Open michaeljfazio opened 4 years ago
my node get stuck after awhile, the lastBlockDate field will not update for hours untill I manually stop and start my node
Software watchdog is a systemd functionality, it barely has anything to do with Jormungandr itself. There is a related component systemd-notify
that can be utilized to send events to systemd watchdog helper. I think 2 modifications are needed in Jormungandr:
Software watchdog is a systemd functionality, it barely has anything to do with Jormungandr itself.
Correct?
There is a related component systemd-notify that can be utilized to send events to systemd watchdog helper.
Yes. The systemd-notify
util calls into systemd watchdog functionality and allows scripts to interface with systemd watchdogs.
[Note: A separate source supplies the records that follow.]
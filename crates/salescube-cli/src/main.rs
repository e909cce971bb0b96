//! Salescube CLI - build the sales cube and extract ranked reports

use std::path::{Path, PathBuf};

use anyhow::{bail, Context, Result};
use clap::{Parser, Subcommand};
use salescube_core::config::{LoggingConfig, CONFIG_FILE};
use salescube_core::{Pipeline, PipelineConfig, RankReport};
use tracing_appender::non_blocking::WorkerGuard;
use tracing_subscriber::prelude::*;
use tracing_subscriber::{fmt, EnvFilter};

#[derive(Parser)]
#[command(name = "salescube")]
#[command(version = salescube_core::VERSION)]
#[command(about = "Multidimensional OLAP cubing and ranking for smart-sales data", long_about = None)]
struct Cli {
    /// Log filter (e.g. "debug", "salescube_core=trace"); overrides RUST_LOG and the config
    #[arg(long, global = true)]
    log_level: Option<String>,

    #[command(subcommand)]
    command: Commands,
}

#[derive(Subcommand)]
enum Commands {
    /// Load facts, derive calendar dimensions, and write the cube
    Cube {
        /// Config file (defaults to ./salescube.toml when present)
        #[arg(long)]
        config: Option<PathBuf>,
    },

    /// Run ranking policies over a written cube
    Rank {
        /// Config file (defaults to ./salescube.toml when present)
        #[arg(long)]
        config: Option<PathBuf>,

        /// Cube artifact to rank (defaults to the cube stage's output)
        #[arg(long)]
        cube: Option<PathBuf>,

        /// Only run these policies (repeatable)
        #[arg(long = "policy")]
        policies: Vec<String>,
    },

    /// Build the cube, then run every ranking policy
    Run {
        /// Config file (defaults to ./salescube.toml when present)
        #[arg(long)]
        config: Option<PathBuf>,
    },

    /// List the ranking policies
    Policies {
        /// Config file (defaults to ./salescube.toml when present)
        #[arg(long)]
        config: Option<PathBuf>,
    },
}

fn main() -> Result<()> {
    let cli = Cli::parse();

    match cli.command {
        Commands::Cube { config } => {
            let config = load_config(config.as_deref())?;
            let _guard = init_logging(&config.logging, cli.log_level.as_deref())?;

            let pipeline = Pipeline::new(config);
            let (cube, path) = pipeline.cube_stage().inspect_err(log_failure)?;
            println!("Cube with {} rows written to {}", cube.row_count(), path.display());
        }

        Commands::Rank {
            config,
            cube,
            policies,
        } => {
            let mut config = load_config(config.as_deref())?;
            let _guard = init_logging(&config.logging, cli.log_level.as_deref())?;
            if !policies.is_empty() {
                config.ranking.only = policies;
            }

            let selected = config.policies()?;
            let pipeline = Pipeline::new(config);
            let table = pipeline.load_cube(cube.as_deref()).inspect_err(log_failure)?;
            let report = pipeline.rank_stage(&table, &selected);
            summarize(&report)?;
        }

        Commands::Run { config } => {
            let config = load_config(config.as_deref())?;
            let _guard = init_logging(&config.logging, cli.log_level.as_deref())?;

            let report = Pipeline::new(config).run().inspect_err(log_failure)?;
            println!(
                "Cube with {} rows written to {}",
                report.cube_rows,
                report.cube_path.display()
            );
            summarize(&report.rank)?;
        }

        Commands::Policies { config } => {
            let config = load_config(config.as_deref())?;
            for policy in config.policies()? {
                println!("{policy}");
            }
        }
    }

    Ok(())
}

/// Explicit path, else ./salescube.toml if it exists, else the defaults
fn load_config(path: Option<&Path>) -> Result<PipelineConfig> {
    let local = Path::new(CONFIG_FILE);
    let path = path.or_else(|| local.is_file().then_some(local));
    PipelineConfig::load(path).context("failed to load configuration")
}

/// Console output always; a file layer too when the config names a log file
///
/// The returned guard flushes the file writer and must outlive the run.
fn init_logging(logging: &LoggingConfig, override_level: Option<&str>) -> Result<Option<WorkerGuard>> {
    let filter = match override_level {
        Some(level) => EnvFilter::try_new(level)?,
        None => EnvFilter::try_from_default_env().or_else(|_| EnvFilter::try_new(&logging.level))?,
    };

    let (file_layer, guard) = match &logging.file {
        Some(path) => {
            let dir = path.parent().filter(|d| !d.as_os_str().is_empty()).unwrap_or(Path::new("."));
            let name = path
                .file_name()
                .with_context(|| format!("log file '{}' has no file name", path.display()))?;
            std::fs::create_dir_all(dir)
                .with_context(|| format!("cannot create log directory '{}'", dir.display()))?;

            let (writer, guard) = tracing_appender::non_blocking(tracing_appender::rolling::never(dir, name));
            (Some(fmt::layer().with_writer(writer).with_ansi(false)), Some(guard))
        }
        None => (None, None),
    };

    tracing_subscriber::registry()
        .with(filter)
        .with(fmt::layer().with_writer(std::io::stderr))
        .with(file_layer)
        .try_init()?;
    Ok(guard)
}

fn log_failure(err: &salescube_core::PipelineError) {
    tracing::error!(error = %err, "stage failed");
}

fn summarize(report: &RankReport) -> Result<()> {
    for path in report.artifacts() {
        println!("Wrote {}", path.display());
    }
    let failed: Vec<&str> = report.failures().map(|(name, _)| name).collect();
    if !failed.is_empty() {
        for (name, err) in report.failures() {
            eprintln!("Policy '{name}' failed: {err}");
        }
        bail!("{} of {} ranking policies failed: {}", failed.len(), report.outcomes.len(), failed.join(", "));
    }
    Ok(())
}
Compiled applications that can link directly to sd_notify however don't need, nor should they use systemd-notify
.
Jormungandr should implement the sd_notify crate and notify systemd directly of process status events.
During startup/bootstrap, systemd would notify systemd that it is in READY=0 state. Once bootstrap completes. Jormungandr would notify systemd READY=1 state. Then, with each block received/created Jormungandr would notify systemd WATCHDOG=1
All of this via proper service calls and NOT with externally invoked systemd-notify.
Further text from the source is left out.